■ **Task to complete**: Only some lines are wanted. Transcribe, exactly, the lines below from the line with "pub fn set_libraries(&self, libraries: &[(&str, &str)])" up to and including the line with "pub fn set_plugins(&self, config_files: &[&str])".

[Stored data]
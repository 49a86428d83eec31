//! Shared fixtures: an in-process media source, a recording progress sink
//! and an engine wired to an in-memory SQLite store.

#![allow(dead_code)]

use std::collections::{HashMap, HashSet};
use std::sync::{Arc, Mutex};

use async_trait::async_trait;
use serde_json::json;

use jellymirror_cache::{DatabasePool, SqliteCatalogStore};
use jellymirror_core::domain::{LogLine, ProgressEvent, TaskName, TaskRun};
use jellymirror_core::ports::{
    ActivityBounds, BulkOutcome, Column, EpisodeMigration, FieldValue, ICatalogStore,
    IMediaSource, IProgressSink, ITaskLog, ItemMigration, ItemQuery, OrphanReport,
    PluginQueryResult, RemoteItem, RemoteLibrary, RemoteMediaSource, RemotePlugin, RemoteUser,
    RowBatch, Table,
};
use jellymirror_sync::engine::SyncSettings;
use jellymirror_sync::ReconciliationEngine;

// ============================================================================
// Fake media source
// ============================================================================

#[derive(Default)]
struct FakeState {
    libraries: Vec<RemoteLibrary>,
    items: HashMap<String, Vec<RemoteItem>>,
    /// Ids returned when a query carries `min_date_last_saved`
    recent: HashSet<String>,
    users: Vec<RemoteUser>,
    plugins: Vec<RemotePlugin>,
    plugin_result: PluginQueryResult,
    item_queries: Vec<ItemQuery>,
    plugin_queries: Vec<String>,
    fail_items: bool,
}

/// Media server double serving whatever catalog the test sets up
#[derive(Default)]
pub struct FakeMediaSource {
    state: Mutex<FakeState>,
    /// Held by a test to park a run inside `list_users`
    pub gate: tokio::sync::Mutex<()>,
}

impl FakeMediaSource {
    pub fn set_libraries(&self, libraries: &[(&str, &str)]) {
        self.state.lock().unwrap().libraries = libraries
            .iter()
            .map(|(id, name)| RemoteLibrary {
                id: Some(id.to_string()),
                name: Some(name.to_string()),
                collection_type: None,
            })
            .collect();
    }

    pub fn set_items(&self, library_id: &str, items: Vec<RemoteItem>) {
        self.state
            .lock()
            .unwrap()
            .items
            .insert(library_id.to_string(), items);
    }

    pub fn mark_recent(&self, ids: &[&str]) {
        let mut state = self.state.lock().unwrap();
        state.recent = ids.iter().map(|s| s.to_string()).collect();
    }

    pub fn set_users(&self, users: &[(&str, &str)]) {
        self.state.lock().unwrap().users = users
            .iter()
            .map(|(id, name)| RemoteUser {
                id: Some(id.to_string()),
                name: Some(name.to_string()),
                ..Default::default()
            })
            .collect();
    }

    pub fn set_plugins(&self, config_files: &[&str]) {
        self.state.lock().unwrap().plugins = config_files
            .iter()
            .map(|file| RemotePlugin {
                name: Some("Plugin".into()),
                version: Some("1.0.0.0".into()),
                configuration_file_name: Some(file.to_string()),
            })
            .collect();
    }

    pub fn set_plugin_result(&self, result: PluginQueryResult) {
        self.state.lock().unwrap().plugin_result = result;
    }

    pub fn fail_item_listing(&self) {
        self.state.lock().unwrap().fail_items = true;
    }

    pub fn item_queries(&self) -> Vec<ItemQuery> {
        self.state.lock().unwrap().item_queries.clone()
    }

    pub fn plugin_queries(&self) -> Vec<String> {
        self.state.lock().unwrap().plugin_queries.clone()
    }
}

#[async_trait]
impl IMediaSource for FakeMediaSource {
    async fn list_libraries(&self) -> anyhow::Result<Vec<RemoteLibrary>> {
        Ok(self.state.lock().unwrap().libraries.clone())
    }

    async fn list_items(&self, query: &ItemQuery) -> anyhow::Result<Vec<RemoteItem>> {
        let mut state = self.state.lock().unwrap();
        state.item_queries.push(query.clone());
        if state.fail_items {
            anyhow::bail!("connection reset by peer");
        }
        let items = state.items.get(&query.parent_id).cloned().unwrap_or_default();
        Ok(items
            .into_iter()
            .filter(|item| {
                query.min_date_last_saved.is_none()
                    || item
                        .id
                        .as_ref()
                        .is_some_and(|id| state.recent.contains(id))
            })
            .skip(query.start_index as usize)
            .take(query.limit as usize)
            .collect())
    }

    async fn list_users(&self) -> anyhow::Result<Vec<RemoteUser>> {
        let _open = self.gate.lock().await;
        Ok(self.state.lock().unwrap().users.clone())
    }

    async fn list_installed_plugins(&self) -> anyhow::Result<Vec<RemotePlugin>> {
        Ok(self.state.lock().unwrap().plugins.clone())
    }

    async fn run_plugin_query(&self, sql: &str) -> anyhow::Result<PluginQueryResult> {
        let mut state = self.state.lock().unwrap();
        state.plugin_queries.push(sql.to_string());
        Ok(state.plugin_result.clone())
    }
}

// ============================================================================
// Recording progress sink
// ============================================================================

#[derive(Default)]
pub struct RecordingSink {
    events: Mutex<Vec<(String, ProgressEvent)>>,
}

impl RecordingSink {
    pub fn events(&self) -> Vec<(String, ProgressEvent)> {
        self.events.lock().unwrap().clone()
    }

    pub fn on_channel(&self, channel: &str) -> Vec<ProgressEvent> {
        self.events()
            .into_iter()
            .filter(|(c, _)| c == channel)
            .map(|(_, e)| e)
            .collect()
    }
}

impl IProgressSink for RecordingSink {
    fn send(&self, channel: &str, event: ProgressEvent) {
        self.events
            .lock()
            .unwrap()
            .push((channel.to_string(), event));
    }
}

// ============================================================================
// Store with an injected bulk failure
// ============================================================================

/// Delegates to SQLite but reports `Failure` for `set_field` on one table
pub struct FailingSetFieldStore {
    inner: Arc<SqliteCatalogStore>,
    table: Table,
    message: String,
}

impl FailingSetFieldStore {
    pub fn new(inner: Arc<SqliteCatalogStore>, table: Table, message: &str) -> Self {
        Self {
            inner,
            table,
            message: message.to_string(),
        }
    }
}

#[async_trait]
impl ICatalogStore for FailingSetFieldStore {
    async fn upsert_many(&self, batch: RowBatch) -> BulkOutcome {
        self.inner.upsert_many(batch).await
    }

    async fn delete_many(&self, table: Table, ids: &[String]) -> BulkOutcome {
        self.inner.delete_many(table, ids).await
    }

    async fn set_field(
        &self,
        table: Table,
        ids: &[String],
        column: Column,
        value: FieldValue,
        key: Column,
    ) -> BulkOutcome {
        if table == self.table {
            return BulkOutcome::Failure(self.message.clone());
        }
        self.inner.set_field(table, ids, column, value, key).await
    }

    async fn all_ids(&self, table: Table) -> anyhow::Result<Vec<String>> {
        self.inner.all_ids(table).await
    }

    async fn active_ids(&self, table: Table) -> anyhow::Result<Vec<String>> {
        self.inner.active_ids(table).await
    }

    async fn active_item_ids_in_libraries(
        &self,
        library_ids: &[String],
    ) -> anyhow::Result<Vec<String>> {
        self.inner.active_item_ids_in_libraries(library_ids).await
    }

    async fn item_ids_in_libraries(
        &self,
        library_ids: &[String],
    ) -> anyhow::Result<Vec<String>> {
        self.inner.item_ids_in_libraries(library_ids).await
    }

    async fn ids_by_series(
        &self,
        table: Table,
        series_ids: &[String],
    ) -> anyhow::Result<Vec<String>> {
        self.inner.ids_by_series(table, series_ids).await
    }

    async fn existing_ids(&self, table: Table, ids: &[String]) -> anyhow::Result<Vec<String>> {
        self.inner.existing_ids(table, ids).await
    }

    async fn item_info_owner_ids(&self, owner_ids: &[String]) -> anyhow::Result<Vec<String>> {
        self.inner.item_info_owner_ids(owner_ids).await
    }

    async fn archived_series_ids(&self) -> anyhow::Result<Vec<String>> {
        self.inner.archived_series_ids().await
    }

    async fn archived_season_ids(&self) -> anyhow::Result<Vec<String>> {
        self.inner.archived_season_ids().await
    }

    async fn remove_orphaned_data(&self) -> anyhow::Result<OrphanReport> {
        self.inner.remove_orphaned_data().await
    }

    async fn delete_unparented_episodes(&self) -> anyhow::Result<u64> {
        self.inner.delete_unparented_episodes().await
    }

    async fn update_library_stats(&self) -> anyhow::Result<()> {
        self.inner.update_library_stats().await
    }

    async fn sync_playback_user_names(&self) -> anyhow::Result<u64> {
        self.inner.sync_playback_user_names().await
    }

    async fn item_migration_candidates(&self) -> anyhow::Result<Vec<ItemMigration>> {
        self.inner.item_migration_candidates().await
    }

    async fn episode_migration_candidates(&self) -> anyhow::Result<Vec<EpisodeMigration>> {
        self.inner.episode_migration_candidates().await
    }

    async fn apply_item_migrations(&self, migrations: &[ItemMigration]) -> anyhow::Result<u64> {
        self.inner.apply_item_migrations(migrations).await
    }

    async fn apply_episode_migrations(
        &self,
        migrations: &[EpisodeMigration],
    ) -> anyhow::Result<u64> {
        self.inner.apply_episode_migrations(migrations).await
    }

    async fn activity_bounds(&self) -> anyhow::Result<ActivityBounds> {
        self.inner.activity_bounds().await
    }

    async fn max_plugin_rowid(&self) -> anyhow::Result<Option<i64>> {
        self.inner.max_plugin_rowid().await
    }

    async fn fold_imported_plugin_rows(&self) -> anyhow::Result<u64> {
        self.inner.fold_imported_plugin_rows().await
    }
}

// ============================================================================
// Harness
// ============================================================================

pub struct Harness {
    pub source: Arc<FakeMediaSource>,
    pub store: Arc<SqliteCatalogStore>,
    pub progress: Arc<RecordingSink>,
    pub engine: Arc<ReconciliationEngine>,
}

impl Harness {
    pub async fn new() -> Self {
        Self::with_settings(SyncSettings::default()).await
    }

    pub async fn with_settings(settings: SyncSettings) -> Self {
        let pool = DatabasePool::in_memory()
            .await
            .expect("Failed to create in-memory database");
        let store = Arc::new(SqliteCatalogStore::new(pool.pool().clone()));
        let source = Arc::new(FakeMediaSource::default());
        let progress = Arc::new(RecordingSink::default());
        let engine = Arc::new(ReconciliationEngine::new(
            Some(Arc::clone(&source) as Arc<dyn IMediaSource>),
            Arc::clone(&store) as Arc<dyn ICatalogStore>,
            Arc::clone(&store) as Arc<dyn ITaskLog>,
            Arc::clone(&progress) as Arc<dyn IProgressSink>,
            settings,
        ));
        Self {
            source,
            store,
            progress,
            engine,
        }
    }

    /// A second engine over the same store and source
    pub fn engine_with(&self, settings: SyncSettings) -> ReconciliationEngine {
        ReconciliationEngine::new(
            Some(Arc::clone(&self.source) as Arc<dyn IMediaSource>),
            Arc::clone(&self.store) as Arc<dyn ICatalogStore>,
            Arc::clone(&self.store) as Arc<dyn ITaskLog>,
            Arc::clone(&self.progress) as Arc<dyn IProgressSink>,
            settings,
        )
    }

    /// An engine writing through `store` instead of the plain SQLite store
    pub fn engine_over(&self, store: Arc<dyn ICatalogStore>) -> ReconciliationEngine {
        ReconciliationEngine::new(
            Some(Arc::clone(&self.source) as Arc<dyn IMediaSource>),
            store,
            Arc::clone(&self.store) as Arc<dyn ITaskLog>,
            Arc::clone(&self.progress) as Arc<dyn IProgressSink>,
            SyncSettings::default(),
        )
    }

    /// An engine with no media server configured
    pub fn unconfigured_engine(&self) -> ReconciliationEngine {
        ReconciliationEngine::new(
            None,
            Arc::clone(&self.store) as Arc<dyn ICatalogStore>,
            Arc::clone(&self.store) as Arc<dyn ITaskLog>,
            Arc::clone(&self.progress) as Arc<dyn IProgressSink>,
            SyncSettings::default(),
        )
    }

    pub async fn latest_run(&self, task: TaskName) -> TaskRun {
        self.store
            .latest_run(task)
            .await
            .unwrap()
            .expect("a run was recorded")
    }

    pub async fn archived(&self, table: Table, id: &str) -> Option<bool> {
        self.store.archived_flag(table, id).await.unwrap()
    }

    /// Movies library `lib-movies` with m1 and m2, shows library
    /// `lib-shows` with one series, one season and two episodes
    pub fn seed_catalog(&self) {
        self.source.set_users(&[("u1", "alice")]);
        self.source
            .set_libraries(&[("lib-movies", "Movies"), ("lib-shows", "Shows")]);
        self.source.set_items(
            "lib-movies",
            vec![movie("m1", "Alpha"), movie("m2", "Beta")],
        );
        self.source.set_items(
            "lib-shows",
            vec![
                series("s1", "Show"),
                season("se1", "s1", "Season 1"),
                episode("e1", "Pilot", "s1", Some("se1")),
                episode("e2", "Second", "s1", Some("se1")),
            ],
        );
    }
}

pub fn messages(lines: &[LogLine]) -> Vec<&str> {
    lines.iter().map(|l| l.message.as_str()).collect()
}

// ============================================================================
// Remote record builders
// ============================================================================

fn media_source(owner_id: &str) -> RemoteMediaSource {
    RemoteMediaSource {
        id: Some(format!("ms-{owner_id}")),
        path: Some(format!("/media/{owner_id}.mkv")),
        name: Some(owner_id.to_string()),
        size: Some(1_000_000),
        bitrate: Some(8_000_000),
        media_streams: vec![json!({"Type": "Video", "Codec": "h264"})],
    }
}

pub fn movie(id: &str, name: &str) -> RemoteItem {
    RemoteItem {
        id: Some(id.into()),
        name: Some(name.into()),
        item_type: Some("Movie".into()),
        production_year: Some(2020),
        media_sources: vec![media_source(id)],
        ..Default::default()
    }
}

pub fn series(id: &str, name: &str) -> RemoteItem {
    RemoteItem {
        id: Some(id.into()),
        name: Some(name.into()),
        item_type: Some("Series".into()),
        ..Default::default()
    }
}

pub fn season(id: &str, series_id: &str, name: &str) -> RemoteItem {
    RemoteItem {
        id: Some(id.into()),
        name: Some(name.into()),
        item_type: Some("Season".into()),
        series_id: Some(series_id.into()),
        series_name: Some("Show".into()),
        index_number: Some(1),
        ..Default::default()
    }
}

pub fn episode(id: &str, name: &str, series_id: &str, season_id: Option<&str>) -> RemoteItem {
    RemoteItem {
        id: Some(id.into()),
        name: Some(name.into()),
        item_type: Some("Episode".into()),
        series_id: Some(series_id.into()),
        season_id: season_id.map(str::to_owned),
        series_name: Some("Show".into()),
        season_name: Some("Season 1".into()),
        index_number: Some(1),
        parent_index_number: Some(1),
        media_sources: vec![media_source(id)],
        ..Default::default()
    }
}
...
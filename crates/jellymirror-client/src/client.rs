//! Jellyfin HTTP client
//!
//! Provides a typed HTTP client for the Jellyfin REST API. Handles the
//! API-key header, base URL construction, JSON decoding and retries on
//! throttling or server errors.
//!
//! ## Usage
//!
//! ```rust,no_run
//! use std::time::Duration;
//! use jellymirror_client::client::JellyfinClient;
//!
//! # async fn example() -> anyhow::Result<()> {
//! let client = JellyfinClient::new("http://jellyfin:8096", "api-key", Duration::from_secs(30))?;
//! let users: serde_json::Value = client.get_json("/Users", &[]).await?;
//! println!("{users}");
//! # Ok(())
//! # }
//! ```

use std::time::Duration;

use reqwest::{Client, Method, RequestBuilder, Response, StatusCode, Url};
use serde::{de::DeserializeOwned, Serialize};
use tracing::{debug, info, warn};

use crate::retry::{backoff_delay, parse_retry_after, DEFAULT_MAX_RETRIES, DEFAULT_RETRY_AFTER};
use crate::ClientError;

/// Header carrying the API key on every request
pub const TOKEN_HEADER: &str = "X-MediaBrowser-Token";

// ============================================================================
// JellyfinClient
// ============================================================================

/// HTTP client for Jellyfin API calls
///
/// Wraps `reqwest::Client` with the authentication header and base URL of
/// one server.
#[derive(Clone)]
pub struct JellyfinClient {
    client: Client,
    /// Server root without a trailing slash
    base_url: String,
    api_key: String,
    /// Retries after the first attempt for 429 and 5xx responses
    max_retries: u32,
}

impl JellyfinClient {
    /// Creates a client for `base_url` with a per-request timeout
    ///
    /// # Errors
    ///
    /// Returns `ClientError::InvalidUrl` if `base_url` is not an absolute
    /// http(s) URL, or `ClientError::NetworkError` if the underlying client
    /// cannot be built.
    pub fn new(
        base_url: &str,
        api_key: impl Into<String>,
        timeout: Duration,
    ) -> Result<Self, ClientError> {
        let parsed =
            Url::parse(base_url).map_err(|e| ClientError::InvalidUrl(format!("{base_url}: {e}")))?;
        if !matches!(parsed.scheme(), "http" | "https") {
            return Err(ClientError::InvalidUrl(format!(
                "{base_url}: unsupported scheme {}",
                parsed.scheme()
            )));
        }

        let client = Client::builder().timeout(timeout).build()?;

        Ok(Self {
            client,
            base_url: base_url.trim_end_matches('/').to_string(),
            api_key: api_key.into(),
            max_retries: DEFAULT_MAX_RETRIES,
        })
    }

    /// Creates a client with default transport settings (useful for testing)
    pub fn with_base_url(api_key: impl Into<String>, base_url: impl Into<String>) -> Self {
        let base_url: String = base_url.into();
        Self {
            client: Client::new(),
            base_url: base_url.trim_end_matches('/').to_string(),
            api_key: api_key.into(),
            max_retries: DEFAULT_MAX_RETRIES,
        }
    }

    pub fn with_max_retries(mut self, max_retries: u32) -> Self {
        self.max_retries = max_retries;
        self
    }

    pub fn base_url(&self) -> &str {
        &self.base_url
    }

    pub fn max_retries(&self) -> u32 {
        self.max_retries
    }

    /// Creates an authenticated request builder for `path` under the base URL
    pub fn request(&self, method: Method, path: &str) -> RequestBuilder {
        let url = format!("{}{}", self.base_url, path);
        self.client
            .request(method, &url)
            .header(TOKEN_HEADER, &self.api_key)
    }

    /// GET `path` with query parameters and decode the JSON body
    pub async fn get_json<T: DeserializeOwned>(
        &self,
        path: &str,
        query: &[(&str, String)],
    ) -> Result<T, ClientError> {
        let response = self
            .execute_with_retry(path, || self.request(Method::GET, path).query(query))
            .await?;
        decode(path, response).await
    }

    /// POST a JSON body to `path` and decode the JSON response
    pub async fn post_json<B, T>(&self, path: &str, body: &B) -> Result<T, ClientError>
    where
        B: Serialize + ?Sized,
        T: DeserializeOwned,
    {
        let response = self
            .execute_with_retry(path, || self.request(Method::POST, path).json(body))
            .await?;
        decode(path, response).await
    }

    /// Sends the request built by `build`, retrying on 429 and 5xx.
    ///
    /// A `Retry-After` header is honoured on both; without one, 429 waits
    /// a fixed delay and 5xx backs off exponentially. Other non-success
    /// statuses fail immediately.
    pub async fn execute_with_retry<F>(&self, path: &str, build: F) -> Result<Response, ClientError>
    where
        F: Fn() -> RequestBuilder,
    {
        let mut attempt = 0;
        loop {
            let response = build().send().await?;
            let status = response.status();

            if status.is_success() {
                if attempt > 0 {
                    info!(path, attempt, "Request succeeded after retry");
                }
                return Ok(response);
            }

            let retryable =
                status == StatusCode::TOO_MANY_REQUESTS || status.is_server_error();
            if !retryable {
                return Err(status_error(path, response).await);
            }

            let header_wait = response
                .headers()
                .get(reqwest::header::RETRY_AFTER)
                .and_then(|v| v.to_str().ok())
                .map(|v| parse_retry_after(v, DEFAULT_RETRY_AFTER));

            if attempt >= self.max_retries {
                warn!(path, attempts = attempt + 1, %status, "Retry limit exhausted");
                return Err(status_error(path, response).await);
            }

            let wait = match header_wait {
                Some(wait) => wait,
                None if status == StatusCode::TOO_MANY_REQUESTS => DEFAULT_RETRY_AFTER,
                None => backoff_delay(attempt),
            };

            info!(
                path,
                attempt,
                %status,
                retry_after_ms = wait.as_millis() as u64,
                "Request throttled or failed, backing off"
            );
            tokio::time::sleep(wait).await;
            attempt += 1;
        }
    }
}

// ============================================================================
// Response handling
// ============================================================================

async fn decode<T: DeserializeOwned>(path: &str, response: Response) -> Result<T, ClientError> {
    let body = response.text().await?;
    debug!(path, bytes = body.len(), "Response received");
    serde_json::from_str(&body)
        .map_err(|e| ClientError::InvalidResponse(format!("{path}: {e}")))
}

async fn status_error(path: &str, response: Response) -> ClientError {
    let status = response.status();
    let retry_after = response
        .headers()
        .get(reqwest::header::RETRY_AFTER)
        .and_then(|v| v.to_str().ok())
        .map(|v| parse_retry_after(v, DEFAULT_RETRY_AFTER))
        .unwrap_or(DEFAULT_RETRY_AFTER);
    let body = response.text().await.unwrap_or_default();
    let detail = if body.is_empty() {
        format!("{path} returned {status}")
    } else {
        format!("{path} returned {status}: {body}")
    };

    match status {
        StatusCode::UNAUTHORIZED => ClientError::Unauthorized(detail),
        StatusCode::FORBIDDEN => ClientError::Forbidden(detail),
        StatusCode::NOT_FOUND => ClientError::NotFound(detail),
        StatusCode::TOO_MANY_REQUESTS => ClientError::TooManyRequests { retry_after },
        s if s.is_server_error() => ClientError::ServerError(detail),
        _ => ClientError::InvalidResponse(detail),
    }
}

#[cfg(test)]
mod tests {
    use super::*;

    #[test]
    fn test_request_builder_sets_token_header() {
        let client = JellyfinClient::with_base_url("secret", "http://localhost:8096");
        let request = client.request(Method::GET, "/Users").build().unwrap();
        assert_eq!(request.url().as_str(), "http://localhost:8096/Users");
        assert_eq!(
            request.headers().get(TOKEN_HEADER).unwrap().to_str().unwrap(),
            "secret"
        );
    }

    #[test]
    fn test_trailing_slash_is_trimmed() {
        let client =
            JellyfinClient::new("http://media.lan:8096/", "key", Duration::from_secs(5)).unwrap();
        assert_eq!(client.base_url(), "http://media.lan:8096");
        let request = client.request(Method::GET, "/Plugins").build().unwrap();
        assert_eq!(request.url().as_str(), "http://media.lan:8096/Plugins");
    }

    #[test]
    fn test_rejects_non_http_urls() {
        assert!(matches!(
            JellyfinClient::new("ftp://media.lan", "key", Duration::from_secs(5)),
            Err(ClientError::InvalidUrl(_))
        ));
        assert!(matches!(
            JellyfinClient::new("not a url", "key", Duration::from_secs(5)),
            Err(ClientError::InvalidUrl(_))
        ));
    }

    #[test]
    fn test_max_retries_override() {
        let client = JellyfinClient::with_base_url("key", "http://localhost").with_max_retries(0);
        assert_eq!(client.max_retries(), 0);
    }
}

■ **Result**:
    pub fn set_libraries(&self, libraries: &[(&str, &str)]) {
        self.state.lock().unwrap().libraries = libraries
            .iter()
            .map(|(id, name)| RemoteLibrary {
                id: Some(id.to_string()),
                name: Some(name.to_string()),
                collection_type: None,
            })
            .collect();
    }

    pub fn set_items(&self, library_id: &str, items: Vec<RemoteItem>) {
        self.state
            .lock()
            .unwrap()
            .items
            .insert(library_id.to_string(), items);
    }

    pub fn mark_recent(&self, ids: &[&str]) {
        let mut state = self.state.lock().unwrap();
        state.recent = ids.iter().map(|s| s.to_string()).collect();
    }

    pub fn set_users(&self, users: &[(&str, &str)]) {
        self.state.lock().unwrap().users = users
            .iter()
            .map(|(id, name)| RemoteUser {
                id: Some(id.to_string()),
                name: Some(name.to_string()),
                ..Default::default()
            })
            .collect();
    }

    pub fn set_plugins(&self, config_files: &[&str]) {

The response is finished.